---- Data records
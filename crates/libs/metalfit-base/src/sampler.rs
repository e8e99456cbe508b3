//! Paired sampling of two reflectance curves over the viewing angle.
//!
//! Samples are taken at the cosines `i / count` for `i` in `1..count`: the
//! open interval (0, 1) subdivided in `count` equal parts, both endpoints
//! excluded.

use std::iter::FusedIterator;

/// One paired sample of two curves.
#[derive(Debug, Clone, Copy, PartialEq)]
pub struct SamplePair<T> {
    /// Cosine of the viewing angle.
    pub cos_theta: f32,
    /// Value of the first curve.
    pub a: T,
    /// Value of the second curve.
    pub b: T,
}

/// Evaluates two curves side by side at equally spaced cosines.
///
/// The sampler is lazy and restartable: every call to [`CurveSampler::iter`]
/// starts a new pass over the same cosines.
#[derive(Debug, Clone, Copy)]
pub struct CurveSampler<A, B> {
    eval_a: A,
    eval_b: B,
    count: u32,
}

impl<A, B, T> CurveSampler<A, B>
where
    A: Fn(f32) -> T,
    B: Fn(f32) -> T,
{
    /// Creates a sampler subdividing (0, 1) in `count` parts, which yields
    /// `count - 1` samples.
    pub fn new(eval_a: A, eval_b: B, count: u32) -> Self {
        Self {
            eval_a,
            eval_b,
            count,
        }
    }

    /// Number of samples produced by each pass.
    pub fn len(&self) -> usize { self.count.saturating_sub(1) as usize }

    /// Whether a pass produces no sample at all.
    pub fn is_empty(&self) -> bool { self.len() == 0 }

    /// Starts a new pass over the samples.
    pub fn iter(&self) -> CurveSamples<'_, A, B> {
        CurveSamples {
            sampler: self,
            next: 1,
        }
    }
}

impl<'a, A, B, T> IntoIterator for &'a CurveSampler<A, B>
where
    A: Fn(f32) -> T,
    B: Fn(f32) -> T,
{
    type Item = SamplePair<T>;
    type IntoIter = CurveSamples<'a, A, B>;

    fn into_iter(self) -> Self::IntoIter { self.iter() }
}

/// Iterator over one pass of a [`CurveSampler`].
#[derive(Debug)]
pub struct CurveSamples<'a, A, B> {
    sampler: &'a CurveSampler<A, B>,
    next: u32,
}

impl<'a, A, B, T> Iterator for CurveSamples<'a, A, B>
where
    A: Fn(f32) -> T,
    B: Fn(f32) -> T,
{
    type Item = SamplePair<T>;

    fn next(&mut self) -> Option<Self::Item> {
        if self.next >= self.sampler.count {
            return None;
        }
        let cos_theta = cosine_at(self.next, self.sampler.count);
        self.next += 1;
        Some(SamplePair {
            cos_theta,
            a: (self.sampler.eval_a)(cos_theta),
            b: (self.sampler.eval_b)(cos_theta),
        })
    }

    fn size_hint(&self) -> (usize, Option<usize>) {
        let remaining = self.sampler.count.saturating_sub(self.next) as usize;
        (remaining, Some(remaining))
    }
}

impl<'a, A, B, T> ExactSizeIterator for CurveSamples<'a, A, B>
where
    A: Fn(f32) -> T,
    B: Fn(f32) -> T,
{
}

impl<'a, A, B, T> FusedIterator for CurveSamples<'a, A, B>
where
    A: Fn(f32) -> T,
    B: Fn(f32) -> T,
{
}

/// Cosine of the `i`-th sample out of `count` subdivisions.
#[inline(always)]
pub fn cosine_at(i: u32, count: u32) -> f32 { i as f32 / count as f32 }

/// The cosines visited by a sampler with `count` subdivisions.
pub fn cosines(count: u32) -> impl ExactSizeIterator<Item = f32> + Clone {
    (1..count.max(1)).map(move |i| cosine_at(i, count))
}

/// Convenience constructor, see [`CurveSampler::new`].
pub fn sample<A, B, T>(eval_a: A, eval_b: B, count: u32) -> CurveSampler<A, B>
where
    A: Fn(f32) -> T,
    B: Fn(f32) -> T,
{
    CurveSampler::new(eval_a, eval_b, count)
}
--------
Problem » Your answer must be the lines from the first line of the entries above through the line that contains "pub struct SamplePair<T>", written out exactly.

Task response »
filename crates/libs/metalfit-base/src/sampler.rs
repository e8e99456cbe508b3
//! Paired sampling of two reflectance curves over the viewing angle.
//!
//! Samples are taken at the cosines `i / count` for `i` in `1..count`: the
//! open interval (0, 1) subdivided in `count` equal parts, both endpoints
//! excluded.

use std::iter::FusedIterator;

/// One paired sample of two curves.
#[derive(Debug, Clone, Copy, PartialEq)]
pub struct SamplePair<T> {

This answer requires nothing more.